#### Directions:
The line with "self.nulls.extend_from_slice(&other.nulls);", the line with "if rows > 0", and all lines between them in the material below: return these exactly, and no others.

....

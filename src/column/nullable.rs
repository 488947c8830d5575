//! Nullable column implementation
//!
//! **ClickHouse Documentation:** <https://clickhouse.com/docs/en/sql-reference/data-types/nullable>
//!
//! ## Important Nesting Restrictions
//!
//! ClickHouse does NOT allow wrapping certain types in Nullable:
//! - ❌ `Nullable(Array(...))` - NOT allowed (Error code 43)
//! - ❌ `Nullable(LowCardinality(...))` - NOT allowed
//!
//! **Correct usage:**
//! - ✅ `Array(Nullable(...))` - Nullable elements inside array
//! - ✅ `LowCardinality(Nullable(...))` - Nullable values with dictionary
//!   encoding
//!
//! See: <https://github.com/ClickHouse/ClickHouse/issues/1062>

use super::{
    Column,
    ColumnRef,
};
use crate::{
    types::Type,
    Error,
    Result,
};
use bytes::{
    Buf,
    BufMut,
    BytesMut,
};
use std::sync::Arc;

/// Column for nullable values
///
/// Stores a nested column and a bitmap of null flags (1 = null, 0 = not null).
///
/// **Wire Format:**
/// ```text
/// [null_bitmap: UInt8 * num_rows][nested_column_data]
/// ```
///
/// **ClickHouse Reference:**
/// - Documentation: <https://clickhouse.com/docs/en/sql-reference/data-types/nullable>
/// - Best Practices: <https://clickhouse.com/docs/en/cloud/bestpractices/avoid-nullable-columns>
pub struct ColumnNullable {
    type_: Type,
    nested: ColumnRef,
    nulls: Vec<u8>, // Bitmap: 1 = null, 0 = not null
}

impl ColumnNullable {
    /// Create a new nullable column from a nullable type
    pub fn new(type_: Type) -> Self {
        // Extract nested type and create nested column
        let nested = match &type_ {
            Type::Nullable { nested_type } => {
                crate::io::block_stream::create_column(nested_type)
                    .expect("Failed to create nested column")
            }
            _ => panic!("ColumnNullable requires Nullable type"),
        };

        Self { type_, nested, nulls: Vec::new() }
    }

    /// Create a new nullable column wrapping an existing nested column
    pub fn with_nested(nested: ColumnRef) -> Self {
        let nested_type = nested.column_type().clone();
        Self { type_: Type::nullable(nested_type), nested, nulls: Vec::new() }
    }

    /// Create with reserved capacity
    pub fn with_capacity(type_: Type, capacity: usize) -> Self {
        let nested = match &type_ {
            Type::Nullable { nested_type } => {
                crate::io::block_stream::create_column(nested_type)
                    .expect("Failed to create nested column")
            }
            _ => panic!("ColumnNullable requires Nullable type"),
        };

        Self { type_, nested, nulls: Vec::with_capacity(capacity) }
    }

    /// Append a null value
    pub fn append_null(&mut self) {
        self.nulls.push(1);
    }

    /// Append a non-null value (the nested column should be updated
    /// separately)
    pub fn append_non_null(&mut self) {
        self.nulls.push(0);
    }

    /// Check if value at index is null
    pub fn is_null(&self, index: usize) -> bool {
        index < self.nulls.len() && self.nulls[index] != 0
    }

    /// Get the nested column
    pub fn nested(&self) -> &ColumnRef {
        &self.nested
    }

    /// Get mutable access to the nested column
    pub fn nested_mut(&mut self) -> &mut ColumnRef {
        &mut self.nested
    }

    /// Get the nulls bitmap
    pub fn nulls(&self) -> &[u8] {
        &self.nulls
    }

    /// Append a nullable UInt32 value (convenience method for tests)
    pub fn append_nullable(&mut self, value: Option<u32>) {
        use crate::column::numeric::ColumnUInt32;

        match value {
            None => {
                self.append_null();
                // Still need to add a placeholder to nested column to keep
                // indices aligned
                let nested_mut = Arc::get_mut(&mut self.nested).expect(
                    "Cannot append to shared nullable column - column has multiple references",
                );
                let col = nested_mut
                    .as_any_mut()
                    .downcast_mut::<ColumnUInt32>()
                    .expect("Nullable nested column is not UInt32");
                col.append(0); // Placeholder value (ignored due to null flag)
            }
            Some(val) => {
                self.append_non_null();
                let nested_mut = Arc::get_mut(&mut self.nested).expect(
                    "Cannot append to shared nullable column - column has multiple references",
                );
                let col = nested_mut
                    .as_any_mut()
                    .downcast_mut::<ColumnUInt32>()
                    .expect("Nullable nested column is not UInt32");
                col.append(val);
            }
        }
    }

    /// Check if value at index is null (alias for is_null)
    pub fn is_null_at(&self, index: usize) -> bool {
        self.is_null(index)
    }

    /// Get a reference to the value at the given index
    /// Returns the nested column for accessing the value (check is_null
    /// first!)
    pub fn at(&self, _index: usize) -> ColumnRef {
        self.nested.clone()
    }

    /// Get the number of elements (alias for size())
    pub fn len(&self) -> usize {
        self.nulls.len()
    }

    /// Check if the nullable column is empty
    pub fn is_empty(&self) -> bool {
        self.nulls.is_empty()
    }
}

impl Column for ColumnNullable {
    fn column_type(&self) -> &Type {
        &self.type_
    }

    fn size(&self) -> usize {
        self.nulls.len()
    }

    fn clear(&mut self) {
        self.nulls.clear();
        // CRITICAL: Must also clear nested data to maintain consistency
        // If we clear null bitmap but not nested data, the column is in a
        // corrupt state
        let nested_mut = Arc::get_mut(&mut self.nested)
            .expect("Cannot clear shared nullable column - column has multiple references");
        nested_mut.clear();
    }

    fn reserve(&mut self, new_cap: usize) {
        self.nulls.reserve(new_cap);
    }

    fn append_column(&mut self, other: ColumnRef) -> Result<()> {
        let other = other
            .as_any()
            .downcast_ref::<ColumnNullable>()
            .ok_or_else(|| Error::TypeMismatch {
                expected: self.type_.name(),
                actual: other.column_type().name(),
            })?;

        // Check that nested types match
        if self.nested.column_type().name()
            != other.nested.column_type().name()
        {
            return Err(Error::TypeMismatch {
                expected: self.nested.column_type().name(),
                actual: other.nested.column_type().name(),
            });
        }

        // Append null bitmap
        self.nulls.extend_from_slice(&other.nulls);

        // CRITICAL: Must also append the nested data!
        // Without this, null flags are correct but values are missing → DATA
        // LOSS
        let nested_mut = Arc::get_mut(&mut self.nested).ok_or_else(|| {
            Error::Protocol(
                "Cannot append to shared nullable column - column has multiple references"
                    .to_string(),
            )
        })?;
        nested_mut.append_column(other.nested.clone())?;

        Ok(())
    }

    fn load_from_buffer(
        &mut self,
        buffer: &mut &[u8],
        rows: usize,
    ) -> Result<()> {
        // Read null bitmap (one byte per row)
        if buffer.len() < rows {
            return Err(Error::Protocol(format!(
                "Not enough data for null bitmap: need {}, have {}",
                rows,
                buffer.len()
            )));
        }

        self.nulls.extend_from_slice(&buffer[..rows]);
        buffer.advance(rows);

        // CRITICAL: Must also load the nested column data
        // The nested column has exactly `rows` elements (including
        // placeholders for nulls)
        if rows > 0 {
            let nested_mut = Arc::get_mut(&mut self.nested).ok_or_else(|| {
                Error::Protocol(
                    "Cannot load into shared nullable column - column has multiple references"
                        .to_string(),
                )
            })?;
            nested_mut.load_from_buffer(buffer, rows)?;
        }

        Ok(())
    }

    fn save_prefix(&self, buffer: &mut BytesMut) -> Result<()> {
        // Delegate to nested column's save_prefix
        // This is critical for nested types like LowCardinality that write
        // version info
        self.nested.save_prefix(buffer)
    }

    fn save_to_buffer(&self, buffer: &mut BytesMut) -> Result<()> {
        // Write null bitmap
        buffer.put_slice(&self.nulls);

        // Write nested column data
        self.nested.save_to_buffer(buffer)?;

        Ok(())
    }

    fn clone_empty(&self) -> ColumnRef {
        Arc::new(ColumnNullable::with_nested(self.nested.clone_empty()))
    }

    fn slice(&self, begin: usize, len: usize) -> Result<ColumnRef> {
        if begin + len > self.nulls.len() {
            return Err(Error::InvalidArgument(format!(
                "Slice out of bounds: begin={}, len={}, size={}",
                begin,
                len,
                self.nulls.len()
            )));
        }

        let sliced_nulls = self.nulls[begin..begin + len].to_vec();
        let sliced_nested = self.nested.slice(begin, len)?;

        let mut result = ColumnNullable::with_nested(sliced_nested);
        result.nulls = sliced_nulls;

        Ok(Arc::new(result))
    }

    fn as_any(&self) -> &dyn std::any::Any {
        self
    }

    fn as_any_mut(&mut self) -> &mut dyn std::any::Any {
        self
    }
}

....

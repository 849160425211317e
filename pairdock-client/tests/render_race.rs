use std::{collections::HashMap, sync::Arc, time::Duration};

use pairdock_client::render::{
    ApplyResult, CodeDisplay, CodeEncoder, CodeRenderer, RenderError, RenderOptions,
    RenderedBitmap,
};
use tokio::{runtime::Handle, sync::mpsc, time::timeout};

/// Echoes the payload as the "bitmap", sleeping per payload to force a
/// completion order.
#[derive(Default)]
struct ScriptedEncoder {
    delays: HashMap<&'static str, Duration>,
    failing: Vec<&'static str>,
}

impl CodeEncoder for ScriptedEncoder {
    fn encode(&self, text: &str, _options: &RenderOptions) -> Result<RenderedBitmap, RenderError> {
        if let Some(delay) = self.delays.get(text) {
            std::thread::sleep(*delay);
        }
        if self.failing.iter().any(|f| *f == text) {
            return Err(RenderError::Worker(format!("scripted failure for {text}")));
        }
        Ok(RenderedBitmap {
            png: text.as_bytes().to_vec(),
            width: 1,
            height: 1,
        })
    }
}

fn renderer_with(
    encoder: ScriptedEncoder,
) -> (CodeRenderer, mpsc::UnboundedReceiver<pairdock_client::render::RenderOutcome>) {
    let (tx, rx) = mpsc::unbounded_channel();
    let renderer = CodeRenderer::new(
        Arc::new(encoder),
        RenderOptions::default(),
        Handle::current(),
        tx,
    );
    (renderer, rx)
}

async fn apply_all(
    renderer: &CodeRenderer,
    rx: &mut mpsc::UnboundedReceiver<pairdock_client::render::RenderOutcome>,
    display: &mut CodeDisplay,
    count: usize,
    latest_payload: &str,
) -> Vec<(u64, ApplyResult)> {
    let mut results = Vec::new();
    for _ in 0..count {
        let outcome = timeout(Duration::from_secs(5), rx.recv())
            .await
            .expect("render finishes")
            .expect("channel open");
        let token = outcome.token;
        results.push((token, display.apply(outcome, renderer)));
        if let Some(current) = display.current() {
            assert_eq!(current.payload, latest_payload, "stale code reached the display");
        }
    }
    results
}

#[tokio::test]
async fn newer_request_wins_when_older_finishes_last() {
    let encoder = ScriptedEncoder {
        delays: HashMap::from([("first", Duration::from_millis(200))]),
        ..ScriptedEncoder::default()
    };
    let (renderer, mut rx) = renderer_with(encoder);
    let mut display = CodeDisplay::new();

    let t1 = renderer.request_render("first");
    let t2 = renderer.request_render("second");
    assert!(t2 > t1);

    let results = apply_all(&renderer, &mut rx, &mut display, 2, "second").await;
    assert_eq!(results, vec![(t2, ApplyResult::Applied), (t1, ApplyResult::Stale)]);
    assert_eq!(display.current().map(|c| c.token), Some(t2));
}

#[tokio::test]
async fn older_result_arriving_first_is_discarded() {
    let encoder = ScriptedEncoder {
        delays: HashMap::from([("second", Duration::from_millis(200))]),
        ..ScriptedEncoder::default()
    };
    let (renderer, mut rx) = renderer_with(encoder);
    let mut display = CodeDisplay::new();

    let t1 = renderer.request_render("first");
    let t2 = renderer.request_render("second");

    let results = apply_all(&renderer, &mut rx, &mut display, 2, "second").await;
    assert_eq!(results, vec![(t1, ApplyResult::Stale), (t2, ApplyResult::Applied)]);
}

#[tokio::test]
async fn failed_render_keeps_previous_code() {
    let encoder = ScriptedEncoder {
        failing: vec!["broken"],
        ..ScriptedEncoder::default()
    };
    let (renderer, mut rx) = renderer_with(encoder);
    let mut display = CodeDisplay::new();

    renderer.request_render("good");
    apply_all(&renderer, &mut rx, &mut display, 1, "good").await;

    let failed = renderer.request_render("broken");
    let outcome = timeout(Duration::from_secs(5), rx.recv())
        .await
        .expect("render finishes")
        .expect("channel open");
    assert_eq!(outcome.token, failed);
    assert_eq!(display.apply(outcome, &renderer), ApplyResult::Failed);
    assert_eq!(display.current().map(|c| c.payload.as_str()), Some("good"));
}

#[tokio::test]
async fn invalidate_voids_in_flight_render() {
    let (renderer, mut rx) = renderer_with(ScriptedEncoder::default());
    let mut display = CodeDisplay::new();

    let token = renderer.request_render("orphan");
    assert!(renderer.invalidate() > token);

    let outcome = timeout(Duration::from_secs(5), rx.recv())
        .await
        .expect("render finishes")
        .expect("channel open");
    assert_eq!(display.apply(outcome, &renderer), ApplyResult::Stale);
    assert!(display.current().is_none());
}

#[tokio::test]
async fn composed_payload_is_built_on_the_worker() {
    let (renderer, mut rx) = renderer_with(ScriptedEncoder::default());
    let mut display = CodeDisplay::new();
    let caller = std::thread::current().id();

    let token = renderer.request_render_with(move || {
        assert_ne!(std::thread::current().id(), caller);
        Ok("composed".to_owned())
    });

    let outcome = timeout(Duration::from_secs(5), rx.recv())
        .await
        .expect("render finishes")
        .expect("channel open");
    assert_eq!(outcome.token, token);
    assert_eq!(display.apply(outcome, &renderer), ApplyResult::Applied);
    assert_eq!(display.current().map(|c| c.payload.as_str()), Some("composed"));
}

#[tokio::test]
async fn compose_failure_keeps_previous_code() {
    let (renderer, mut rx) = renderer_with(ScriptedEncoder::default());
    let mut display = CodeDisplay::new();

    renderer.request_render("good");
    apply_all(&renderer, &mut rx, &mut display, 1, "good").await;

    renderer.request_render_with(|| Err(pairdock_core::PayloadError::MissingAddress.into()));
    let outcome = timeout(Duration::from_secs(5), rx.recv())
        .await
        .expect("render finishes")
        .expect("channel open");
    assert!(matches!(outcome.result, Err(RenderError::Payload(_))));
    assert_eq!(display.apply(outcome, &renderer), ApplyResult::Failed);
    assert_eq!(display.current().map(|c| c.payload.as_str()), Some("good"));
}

....

#### Output:
        self.nulls.extend_from_slice(&other.nulls);

        // CRITICAL: Must also append the nested data!
        // Without this, null flags are correct but values are missing → DATA
        // LOSS
        let nested_mut = Arc::get_mut(&mut self.nested).ok_or_else(|| {
            Error::Protocol(
                "Cannot append to shared nullable column - column has multiple references"
                    .to_string(),
            )
        })?;
        nested_mut.append_column(other.nested.clone())?;

        Ok(())
    }

    fn load_from_buffer(
        &mut self,
        buffer: &mut &[u8],
        rows: usize,
    ) -> Result<()> {
        // Read null bitmap (one byte per row)
        if buffer.len() < rows {
            return Err(Error::Protocol(format!(
                "Not enough data for null bitmap: need {}, have {}",
                rows,
                buffer.len()
            )));
        }

        self.nulls.extend_from_slice(&buffer[..rows]);
        buffer.advance(rows);

        // CRITICAL: Must also load the nested column data
        // The nested column has exactly `rows` elements (including
        // placeholders for nulls)
        if rows > 0 {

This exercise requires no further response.